Mourning Ruby by Helen Dunmore (PENGUIN £7.99 (310pp))

Helen Dunmore's version of love is a very female one: a romantic vision of handsome husbands and gurgling babies. Her novels, however, like to remind us just how fragile domestic happiness can be. Her last one, The Siege, recreated the suffering of those who lived through the siege of Leningrad. Here she addresses a more personal tragedy: the story of a mother's breakdown following the death of a child. The novel's heroine, Rebecca, has grown up with the idea of loss. Left in a shoebox in the backyard of an Italian restaurant, she's brought up by an indifferent foster mother. As an adult she finds security in a three-sided relationship with flat-mate, Joe (a writer), and his best friend, Adam. Eventually married to Adam, she settles down to motherhood and suburban bliss: a world blown apart when their only child, Ruby, is killed in a road accident. The emotion churned up by a child's death is enough to carry any novel, but Dunmore loads on the misery. Like a game of pass the parcel, layer upon layer of story is revealed: including an excerpt from Joe's novel describing a wartime love affair between a French prostitute and an English airman. A fluent and insightful storyteller, Dunmore can carry the strain, but what we really want to know is whether Rebecca and Adam will make it back home. EH

Gilgamesh by Joan London (ATLANTIC £7.99 (256pp))
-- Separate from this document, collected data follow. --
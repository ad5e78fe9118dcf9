//! Dataset trait and implementations

use std::fmt;

use ml_bridge_core::{Error, Layout, Result, Sample};

/// An indexable collection of samples
pub trait Dataset: Send + Sync {
    /// Number of samples
    fn len(&self) -> usize;

    /// Whether the dataset holds no samples
    fn is_empty(&self) -> bool {
        self.len() == 0
    }

    /// Load sample `index`
    fn get(&self, index: usize) -> Result<Sample>;

    /// Layout of the samples this dataset produces
    fn layout(&self) -> Layout {
        Layout::Sequence
    }
}

/// A dataset held in memory
#[derive(Debug, Clone)]
pub struct InMemoryDataset {
    samples: Vec<Sample>,
    layout: Layout,
}

impl InMemoryDataset {
    /// Create a dataset from samples sharing one layout
    pub fn new(samples: Vec<Sample>) -> Result<Self> {
        let layout = samples.first().map_or(Layout::Sequence, Sample::layout);
        if let Some(i) = samples.iter().position(|s| s.layout() != layout) {
            return Err(Error::InvalidArgument(format!(
                "sample {i} is a {:?} but sample 0 is a {layout:?}",
                samples[i].layout()
            )));
        }
        Ok(Self { samples, layout })
    }
}

impl Dataset for InMemoryDataset {
    fn len(&self) -> usize {
        self.samples.len()
    }

    fn get(&self, index: usize) -> Result<Sample> {
        self.samples.get(index).cloned().ok_or(Error::IndexOutOfBounds {
            index,
            len: self.samples.len(),
        })
    }

    fn layout(&self) -> Layout {
        self.layout
    }
}

/// A dataset whose samples are produced on demand by a function
pub struct FnDataset<F> {
    len: usize,
    layout: Layout,
    make: F,
}

impl<F> FnDataset<F>
where
    F: Fn(usize) -> Result<Sample> + Send + Sync,
{
    /// Create a dataset of `len` positional samples produced by `make`
    pub fn new(len: usize, make: F) -> Self {
        Self {
            len,
            layout: Layout::Sequence,
            make,
        }
    }

    /// Declare the layout `make` produces
    #[must_use]
    pub fn with_layout(mut self, layout: Layout) -> Self {
        self.layout = layout;
        self
    }
}

impl<F> fmt::Debug for FnDataset<F> {
    fn fmt(&self, f: &mut fmt::Formatter<'_>) -> fmt::Result {
        f.debug_struct("FnDataset")
            .field("len", &self.len)
            .field("layout", &self.layout)
            .finish_non_exhaustive()
    }
}

impl<F> Dataset for FnDataset<F>
where
    F: Fn(usize) -> Result<Sample> + Send + Sync,
{
    fn len(&self) -> usize {
        self.len
    }

    fn get(&self, index: usize) -> Result<Sample> {
        if index >= self.len {
            return Err(Error::IndexOutOfBounds {
                index,
                len: self.len,
            });
        }
        (self.make)(index)
    }

    fn layout(&self) -> Layout {
        self.layout
    }
}
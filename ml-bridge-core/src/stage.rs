//! Transform stage trait and ordering contracts

use std::fmt;
use std::sync::Arc;

use crate::error::{Error, Result};
use crate::sample::{Layout, Sample};

/// Numeric representation a sample is in
#[derive(Debug, Clone, Copy, PartialEq, Eq, Hash)]
pub enum Domain {
    /// Numeric fields are `ndarray` arrays
    Array,

    /// Numeric fields are tensors
    Tensor,
}

impl fmt::Display for Domain {
    fn fmt(&self, f: &mut fmt::Formatter<'_>) -> fmt::Result {
        match self {
            Domain::Array => f.write_str("array"),
            Domain::Tensor => f.write_str("tensor"),
        }
    }
}

/// Layout and domain of the data at one point of a pipeline
#[derive(Debug, Clone, Copy, PartialEq, Eq, Hash)]
pub struct PipelineState {
    /// Sample layout
    pub layout: Layout,

    /// Numeric domain
    pub domain: Domain,
}

impl PipelineState {
    /// State of raw dataset output: positional arrays
    pub fn dataset_output() -> Self {
        Self {
            layout: Layout::Sequence,
            domain: Domain::Array,
        }
    }

    /// State of a mapping sample in the given domain
    pub fn mapping(domain: Domain) -> Self {
        Self {
            layout: Layout::Mapping,
            domain,
        }
    }
}

/// What a stage accepts and what it emits
///
/// `None` on the input side means "any"; on the output side it means
/// "unchanged".
#[derive(Debug, Clone, Copy, PartialEq, Eq, Hash, Default)]
pub struct StageContract {
    /// Layout the stage requires
    pub input_layout: Option<Layout>,

    /// Domain the stage requires
    pub input_domain: Option<Domain>,

    /// Layout the stage produces
    pub output_layout: Option<Layout>,

    /// Domain the stage produces
    pub output_domain: Option<Domain>,
}

impl StageContract {
    /// Accepts anything, changes nothing structural
    pub fn any() -> Self {
        Self::default()
    }

    /// Mapping samples with array-typed fields
    pub fn array_domain() -> Self {
        Self {
            input_layout: Some(Layout::Mapping),
            input_domain: Some(Domain::Array),
            ..Self::default()
        }
    }

    /// Mapping samples with tensor-typed fields
    pub fn tensor_domain() -> Self {
        Self {
            input_layout: Some(Layout::Mapping),
            input_domain: Some(Domain::Tensor),
            ..Self::default()
        }
    }

    /// Shape adapter: positional in, named out
    pub fn shape_adapter() -> Self {
        Self {
            output_layout: Some(Layout::Mapping),
            ..Self::default()
        }
    }

    /// Type adapter: named arrays in, named tensors out
    pub fn type_adapter() -> Self {
        Self {
            input_layout: Some(Layout::Mapping),
            output_domain: Some(Domain::Tensor),
            ..Self::default()
        }
    }

    /// Check that this contract accepts `state` and return the state after it
    pub fn check(&self, stage: &str, state: PipelineState) -> Result<PipelineState> {
        if self.input_layout == Some(Layout::Mapping) && state.layout != Layout::Mapping {
            return Err(Error::OrderingViolation(format!(
                "stage '{stage}' requires mapping input but receives sequences; \
                 place a sequence-to-mapping stage before it"
            )));
        }

        if let Some(required) = self.input_domain {
            if required != state.domain {
                let hint = match required {
                    Domain::Array => "array-domain stages must run before the array-to-tensor stage",
                    Domain::Tensor => "place an array-to-tensor stage before it",
                };
                return Err(Error::OrderingViolation(format!(
                    "stage '{stage}' requires {required} input but receives {}; {hint}",
                    state.domain
                )));
            }
        }

        Ok(PipelineState {
            layout: self.output_layout.unwrap_or(state.layout),
            domain: self.output_domain.unwrap_or(state.domain),
        })
    }
}

/// One step of an augmentation pipeline
///
/// Stages take the sample by value and hand back the transformed sample, so
/// exactly one stage owns the data at a time. Loaders call `apply` from
/// several worker threads at once.
pub trait TransformStage: Send + Sync {
    /// Name used in logs and errors
    fn name(&self) -> &str;

    /// Layout and domain requirements of this stage
    fn contract(&self) -> StageContract;

    /// Transform one sample (or one batch viewed as a sample)
    fn apply(&self, sample: Sample) -> Result<Sample>;

    /// State after this stage runs on input in `state`
    ///
    /// Composite stages override this to check each of their parts in turn.
    fn validate(&self, state: PipelineState) -> Result<PipelineState> {
        self.contract().check(self.name(), state)
    }
}

impl<T: TransformStage + ?Sized> TransformStage for Box<T> {
    fn name(&self) -> &str {
        (**self).name()
    }

    fn contract(&self) -> StageContract {
        (**self).contract()
    }

    fn apply(&self, sample: Sample) -> Result<Sample> {
        (**self).apply(sample)
    }

    fn validate(&self, state: PipelineState) -> Result<PipelineState> {
        (**self).validate(state)
    }
}

impl<T: TransformStage + ?Sized> TransformStage for Arc<T> {
    fn name(&self) -> &str {
        (**self).name()
    }

    fn contract(&self) -> StageContract {
        (**self).contract()
    }

    fn apply(&self, sample: Sample) -> Result<Sample> {
        (**self).apply(sample)
    }

    fn validate(&self, state: PipelineState) -> Result<PipelineState> {
        (**self).validate(state)
    }
}

static_assertions::assert_obj_safe!(TransformStage);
Taking a baby on the Orient Express before the days of disposable nappies is one of the many challenges faced by Edith, the heroine of London's spirited debut novel. Brought up on a rickety farmstead in south-western Australia, Edith finds her life transformed by a visit from her exotic cousin, Leopold, and his Armenian friend, Aram. By the end of their stay Edith is pregnant. Ignoring warnings about the outbreak of war, she sets off to Armenia. London peoples her European checkpoints with black market racketeers and threadbare bohemians. Sadly, Edith's adventure is wrapped up a little too soon. EH

Elizabeth by Claire Gervat (ARROW £7.99 (306pp))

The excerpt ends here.